January 25th, 2013 - 10:21
I’m bummed about the whole thing, especially that road cyclists had a popular hero for a while. Those of us who like to go out on a weekend and belt out 40 or 50 or 60 miles know that we’ll take some verbal abuse from people who scrape their knuckles when they walk and shout at us from pickup trucks. “Haw haw haw! They’s wearin’ them tight pants, muss be a buncha sissies!”
(The fact that football players wear tight pants, then go into huddles, pat each other on teh butt, dance in the end zone and afterward take showers together is never brought up)
But for a few summers it was much cooler to be a road cyclist, because we had a hero who, in the popular imagination, was kicking Euro butts. We should have acknowledged that it was too good to be true, espcecially when he won an incredible seven Tours. If he’d stopped at two, like Greg LeMond, I wonder if there would have been the same drive to investigate him. And to some people, the drive to investigate and re-investigate him looks like Ken Starr’s attempts to get something, anything, on Bill Clinton.
BTW, he does have that pinched-face look of Bush, but Bush was born in New Haven, Connecticut.
January 25th, 2013 - 11:40
All pelaton racers have pinched faces… sort of a sharklike adaptation to wind resistance not to mention lean muscle. But having met him recently Lemond these days is just as out of shape as me. What, Landis doesn’t count? Don’t need heroes to legitimize or love riding a bike. I, as did activist Ken Kifer, drive a truck with a bike rack on back, give cyclists right of way, and have been known to stop and fix a flat for them like a sag wagon.
http://bike-n-chain.blogspot.com/2012/10/blown-acclaim.html
Acclaim belongs mostly to those who train in perpetual obscurity.
January 26th, 2013 - 18:46
Thanks for the kind comments. It would be nice to get more professional respect, but at least I get to make a living doing this. I think if I were as widely-published in any other field, I’d be “famous,” but cartooning is a weird art form that people don’t take seriously unless you produce a Profound and Depressing Graphic Novel. Which I could do, but ugh.
Re: Lance, I actually find the whole thing more fascinating than a source of schadenfreude. Doping is one thing, but to be so aggressive against people who inevitably start to talk… well, I just don’t know how he slept at night. Lots of exercise, I guess!
My pet theory before his confession was that he had doped earlier in his career, but kept returning to the Tour de France to show he could do it without doping a certain number of times. Guess I got that wrong.
January 28th, 2013 - 11:25
About 7% of society can read and cares about cultural issues.
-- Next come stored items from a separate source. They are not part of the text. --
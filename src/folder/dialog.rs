use tracing::debug;

use crate::error::ValidationError;
use crate::folder::browser::Browser;
use crate::folder::input::TextInput;
use crate::folder::item::{FolderItem, ItemId};
use crate::folder::mutation::TransferMode;

/// Icon tokens offered by the change-icon dialog. `None` restores the default.
pub const ICON_CHOICES: &[Option<&str>] = &[
    None,
    Some("red"),
    Some("orange"),
    Some("yellow"),
    Some("green"),
    Some("blue"),
    Some("purple"),
    Some("gray"),
];

/// The one dialog that may be open. Opening another replaces it.
#[derive(Default)]
pub enum ActiveDialog {
    #[default]
    None,
    NewFolder {
        parent: String,
    },
    Rename {
        id: ItemId,
        original: String,
    },
    Delete {
        ids: Vec<ItemId>,
        names: Vec<String>,
    },
    Transfer {
        ids: Vec<ItemId>,
        names: Vec<String>,
        mode: TransferMode,
        picker: Box<Browser>,
    },
    Comment {
        id: ItemId,
        name: String,
    },
    ChangeIcon {
        id: ItemId,
        name: String,
        choice: usize,
    },
    Details {
        item: Box<FolderItem>,
    },
    NotFound {
        path: String,
    },
}

impl ActiveDialog {
    pub fn title(&self) -> &'static str {
        match self {
            ActiveDialog::None => "",
            ActiveDialog::NewFolder { .. } => "New Folder",
            ActiveDialog::Rename { .. } => "Rename",
            ActiveDialog::Delete { .. } => "Delete Confirmation",
            ActiveDialog::Transfer { mode, .. } => match mode {
                TransferMode::Copy => "Copy To",
                TransferMode::Move => "Move To",
            },
            ActiveDialog::Comment { .. } => "Add Comment",
            ActiveDialog::ChangeIcon { .. } => "Change Icon",
            ActiveDialog::Details { .. } => "Details",
            ActiveDialog::NotFound { .. } => "Not Found",
        }
    }

    /// Dialogs whose body is the text input.
    pub fn takes_text(&self) -> bool {
        matches!(
            self,
            ActiveDialog::NewFolder { .. }
                | ActiveDialog::Rename { .. }
                | ActiveDialog::Comment { .. }
        )
    }
}

/// Dialog slot plus its input buffer and inline validation error.
#[derive(Default)]
pub struct DialogState {
    pub active: ActiveDialog,
    pub input: TextInput,
    pub error: Option<ValidationError>,
}

impl DialogState {
    pub fn is_open(&self) -> bool {
        !matches!(self.active, ActiveDialog::None)
    }

    /// Open `dialog`, replacing whatever was open.
    pub fn open(&mut self, dialog: ActiveDialog) {
        if self.is_open() {
            debug!(
                replaced = self.active.title(),
                opened = dialog.title(),
                "replacing open dialog"
            );
        }
        self.input = match &dialog {
            ActiveDialog::Rename { original, .. } => TextInput::with_value(original),
            _ => TextInput::default(),
        };
        self.error = None;
        self.active = dialog;
    }

    /// Close the current dialog and return what was open.
    pub fn close(&mut self) -> ActiveDialog {
        self.input = TextInput::default();
        self.error = None;
        std::mem::take(&mut self.active)
    }

    pub fn set_error(&mut self, error: ValidationError) {
        self.error = Some(error);
    }

    pub fn picker_mut(&mut self) -> Option<&mut Browser> {
        match &mut self.active {
            ActiveDialog::Transfer { picker, .. } => Some(picker.as_mut()),
            _ => None,
        }
    }

    /// Step the change-icon choice by `delta`, wrapping.
    pub fn cycle_icon(&mut self, delta: isize) {
        if let ActiveDialog::ChangeIcon { choice, .. } = &mut self.active {
            let len = ICON_CHOICES.len() as isize;
            *choice = ((*choice as isize + delta).rem_euclid(len)) as usize;
        }
    }
}

/// Icon index for a folder's current icon token.
pub fn icon_index(icon: Option<&str>) -> usize {
    ICON_CHOICES
        .iter()
        .position(|choice| *choice == icon)
        .unwrap_or(0)
}

#[cfg(test)]
mod tests {
    use super::*;

    #[test]
    fn only_one_dialog_is_ever_open() {
        let mut state = DialogState::default();
        state.open(ActiveDialog::NewFolder {
            parent: "/Root".into(),
        });
        state.open(ActiveDialog::NotFound {
            path: "/Root/x".into(),
        });
        assert!(matches!(state.active, ActiveDialog::NotFound { .. }));
    }

    #[test]
    fn rename_prefills_input() {
        let mut state = DialogState::default();
        state.open(ActiveDialog::Rename {
            id: ItemId::from("a"),
            original: "hello.txt".into(),
        });
        assert_eq!(state.input.value, "hello.txt");
        assert_eq!(state.input.cursor, 9);
    }

    #[test]
    fn close_resets_input_and_error() {
        let mut state = DialogState::default();
        state.open(ActiveDialog::NewFolder {
            parent: "/Root".into(),
        });
        state.input.insert('x');
        state.set_error(ValidationError::EmptyName);
        let closed = state.close();
        assert!(matches!(closed, ActiveDialog::NewFolder { .. }));
        assert!(!state.is_open());
        assert!(state.input.value.is_empty());
        assert!(state.error.is_none());
    }

    #[test]
    fn icon_choice_wraps_both_ways() {
        let mut state = DialogState::default();
        state.open(ActiveDialog::ChangeIcon {
            id: ItemId::from("a"),
            name: "A".into(),
            choice: 0,
        });
        state.cycle_icon(-1);
        assert!(matches!(
            state.active,
            ActiveDialog::ChangeIcon { choice, .. } if choice == ICON_CHOICES.len() - 1
        ));
        state.cycle_icon(1);
        assert!(matches!(state.active, ActiveDialog::ChangeIcon { choice: 0, .. }));
    }

    #[test]
    fn icon_index_finds_token() {
        assert_eq!(icon_index(None), 0);
        assert_eq!(icon_index(Some("green")), 4);
        assert_eq!(icon_index(Some("unknown")), 0);
    }

    #[test]
    fn text_dialogs() {
        assert!(ActiveDialog::Comment {
            id: ItemId::from("a"),
            name: "A".into()
        }
        .takes_text());
        assert!(!ActiveDialog::None.takes_text());
    }
}
mod api;
mod app;
mod components;
mod config;
mod dispatch;
mod error;
mod event;
mod folder;
mod handler;
mod logging;
mod theme;
mod tui;
mod ui;

use std::path::PathBuf;
use std::sync::Arc;
use std::time::{Duration, Instant};

use clap::Parser;
use tracing::{error, info};

use crate::api::http::HttpFolderApi;
use crate::api::memory::MemoryFolderApi;
use crate::api::FolderApi;
use crate::app::App;
use crate::config::AppConfig;
use crate::error::AppError;
use crate::event::{Event, EventHandler};
use crate::tui::{install_panic_hook, Tui};

/// Makes loading states visible against the in-memory backend.
const DEMO_LATENCY: Duration = Duration::from_millis(120);

/// A terminal browser for a remote folder hierarchy.
#[derive(Parser, Debug)]
#[command(name = "fb", version, about)]
struct Cli {
    /// Folder to open (defaults to the configured start path)
    path: Option<String>,

    /// Path to a config file
    #[arg(long, short = 'c')]
    config: Option<PathBuf>,

    /// Backend base URL
    #[arg(long)]
    api_url: Option<String>,

    /// Use the built-in in-memory backend with sample data
    #[arg(long)]
    demo: bool,

    /// Disable mouse capture
    #[arg(long)]
    no_mouse: bool,

    /// Initial view: grid, list or tree
    #[arg(long)]
    view: Option<String>,

    /// Log filter directive (e.g. "debug", "folder_browser=trace")
    #[arg(long)]
    log_level: Option<String>,
}

impl Cli {
    /// Flags the user actually passed, as a partial config.
    fn overrides(&self) -> AppConfig {
        let mut overrides = AppConfig::default();
        overrides.api.base_url = self.api_url.clone();
        if self.demo {
            overrides.api.demo = Some(true);
        }
        if self.no_mouse {
            overrides.general.mouse = Some(false);
        }
        overrides.browser.view = self.view.clone();
        overrides.logging.level = self.log_level.clone();
        overrides
    }
}

#[tokio::main]
async fn main() -> error::Result<()> {
    let cli = Cli::parse();
    let config = AppConfig::load(cli.config.as_deref(), Some(&cli.overrides()));

    match logging::init(config.log_level(), config.log_file()) {
        Ok(path) => info!(log_file = %path.display(), "logging initialized"),
        Err(e) => eprintln!("warning: logging disabled: {}", e),
    }

    let api: Arc<dyn FolderApi> = if config.demo() {
        info!(root = config.root_path(), "using in-memory demo backend");
        Arc::new(MemoryFolderApi::demo(config.root_path()).with_latency(DEMO_LATENCY))
    } else {
        info!(base_url = config.base_url(), "using HTTP backend");
        Arc::new(HttpFolderApi::new(config.base_url()))
    };

    let start = folder::path::normalize(cli.path.as_deref().unwrap_or(config.start_path()));
    if !folder::path::is_within(&start, &folder::path::normalize(config.root_path())) {
        return Err(AppError::InvalidPath(format!(
            "{} is outside {}",
            start,
            config.root_path()
        )));
    }

    install_panic_hook();

    let mut tui = Tui::new(config.mouse_enabled())?;
    info!(
        view = config.view(),
        theme = config.theme_scheme(),
        mouse = config.mouse_enabled(),
        "starting"
    );
    let mut app = App::new(&config);
    let mut events = EventHandler::new(Duration::from_millis(50));
    let event_tx = events.sender();

    app.start(&start);

    loop {
        tui.draw(&mut app)?;

        for request in app.take_requests() {
            dispatch::spawn(Arc::clone(&api), request, event_tx.clone());
        }

        match events.next().await? {
            Event::Key(key) => handler::handle_key_event(&mut app, key),
            Event::Mouse(mouse) => handler::handle_mouse_event(&mut app, mouse, Instant::now()),
            Event::Tick => app.tick(Instant::now()),
            Event::Resize(_, _) => {}
            Event::Api(response) => app.handle_api(response),
        }

        if app.should_quit {
            break;
        }
    }

    if let Err(e) = tui.restore() {
        error!(error = %e, "failed to restore terminal");
        return Err(e);
    }
    info!("exiting");
    Ok(())
}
Appealing to the masses with conservative fearmongering, gross entertainments, and reality programming seems to be what advertisers back and majority craves. Beautiful, intelligent takes on life’s ironies requires hard-to-find brainy audiences. But Alan Moore style violence doesn’t have a lock on graphic novels. Consider Majane Satrapi’s “Persepolis” or Dennis Welch’s and Mike Dowdall’s “Humans”.
Let’s not forget that Lance won TdF 7 (SEVEN) times over an entirely doped field, still amazing. He AVERAGED 35 mph on some stages. As a cyclist who knows racing, that is mind blowing self propelled performance that doping only slightly influenced. Those who complain about doping just want to increase the suffering of a 3,500 mile race in one month.
January 28th, 2013 - 15:46
Funny that you mention Mike Dowdall’s “Humans” — I read that book over and over as a kid.